▶ [Work item]: Every line of the entries below that carries the string "TempDir" should be copied.

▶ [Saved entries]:
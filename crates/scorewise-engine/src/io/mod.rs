use crate::review::{EssayReview, ReviewError};
use relative_path::RelativePath;
use std::fs;
use std::path::{Path, PathBuf};

/// Suffix identifying review files inside a reviews directory.
pub const REVIEW_FILE_SUFFIX: &str = ".review.json";

#[derive(Debug, thiserror::Error)]
pub enum IoError {
    #[error("File not found: {0}")]
    NotFound(PathBuf),
    #[error("IO error: {0}")]
    Io(#[from] std::io::Error),
    #[error("Invalid review data in {path}: {source}")]
    Parse {
        path: PathBuf,
        #[source]
        source: ReviewError,
    },
    #[error("Invalid reviews directory: {0}")]
    InvalidReviewsDir(String),
}

/// Read and validate a review file
pub fn read_review(
    relative_path: &RelativePath,
    reviews_root: &Path,
) -> Result<EssayReview, IoError> {
    let absolute_path = relative_path.to_path(reviews_root);
    if !absolute_path.exists() {
        return Err(IoError::NotFound(absolute_path));
    }
    let content = fs::read_to_string(&absolute_path).map_err(IoError::Io)?;
    EssayReview::from_json(&content).map_err(|source| IoError::Parse {
        path: absolute_path,
        source,
    })
}

/// Write a review as pretty JSON
pub fn write_review(
    relative_path: &RelativePath,
    reviews_root: &Path,
    review: &EssayReview,
) -> Result<(), IoError> {
    let absolute_path = relative_path.to_path(reviews_root);
    let content = review.to_json().map_err(|source| IoError::Parse {
        path: absolute_path.clone(),
        source,
    })?;

    // Create parent directories if they don't exist
    if let Some(parent) = absolute_path.parent() {
        fs::create_dir_all(parent).map_err(IoError::Io)?;
    }

    fs::write(&absolute_path, content).map_err(IoError::Io)?;
    log::debug!("wrote review {} to {}", review.essay_id(), absolute_path.display());
    Ok(())
}

/// Scan for review files in the reviews directory
pub fn scan_review_files(reviews_root: &Path) -> Result<Vec<PathBuf>, IoError> {
    if !reviews_root.exists() {
        return Err(IoError::InvalidReviewsDir(
            "reviews directory not found".to_string(),
        ));
    }

    let mut files = Vec::new();
    scan_directory_recursive(reviews_root, &mut files)?;
    files.sort();
    Ok(files)
}

fn scan_directory_recursive(dir: &Path, files: &mut Vec<PathBuf>) -> Result<(), IoError> {
    let entries = fs::read_dir(dir).map_err(IoError::Io)?;

    for entry in entries {
        let entry = entry.map_err(IoError::Io)?;
        let path = entry.path();

        if path.is_dir() {
            scan_directory_recursive(&path, files)?;
        } else if let Some(name) = path.file_name().and_then(|n| n.to_str())
            && name.ends_with(REVIEW_FILE_SUFFIX)
        {
            files.push(path);
        }
    }

    Ok(())
}

pub fn validate_reviews_dir(path: &Path) -> Result<(), IoError> {
    if !path.exists() || !path.is_dir() {
        return Err(IoError::InvalidReviewsDir(
            "Directory does not exist".to_string(),
        ));
    }

    Ok(())
}
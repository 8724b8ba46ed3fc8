use crate::review::EssayReview;
use std::path::PathBuf;
use tempfile::TempDir;

pub const SAMPLE_ESSAY: &str = "Technology have change the way student learns.";

pub fn create_test_reviews_dir() -> TempDir {
    TempDir::new().unwrap()
}

pub fn create_test_file(dir: &TempDir, name: &str, content: &str) -> PathBuf {
    let file_path = dir.path().join(name);
    if let Some(parent) = file_path.parent() {
        std::fs::create_dir_all(parent).unwrap();
    }
    std::fs::write(&file_path, content).unwrap();
    file_path
}

/// Write an uncorrected review of [`SAMPLE_ESSAY`].
pub fn create_test_review(dir: &TempDir, name: &str, essay_id: &str) -> PathBuf {
    let review = EssayReview::new(essay_id, SAMPLE_ESSAY);
    create_test_file(dir, name, &review.to_json().unwrap())
}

▶ [Exercise solution]:
use tempfile::TempDir;
pub fn create_test_reviews_dir() -> TempDir {
    TempDir::new().unwrap()
pub fn create_test_file(dir: &TempDir, name: &str, content: &str) -> PathBuf {
pub fn create_test_review(dir: &TempDir, name: &str, essay_id: &str) -> PathBuf {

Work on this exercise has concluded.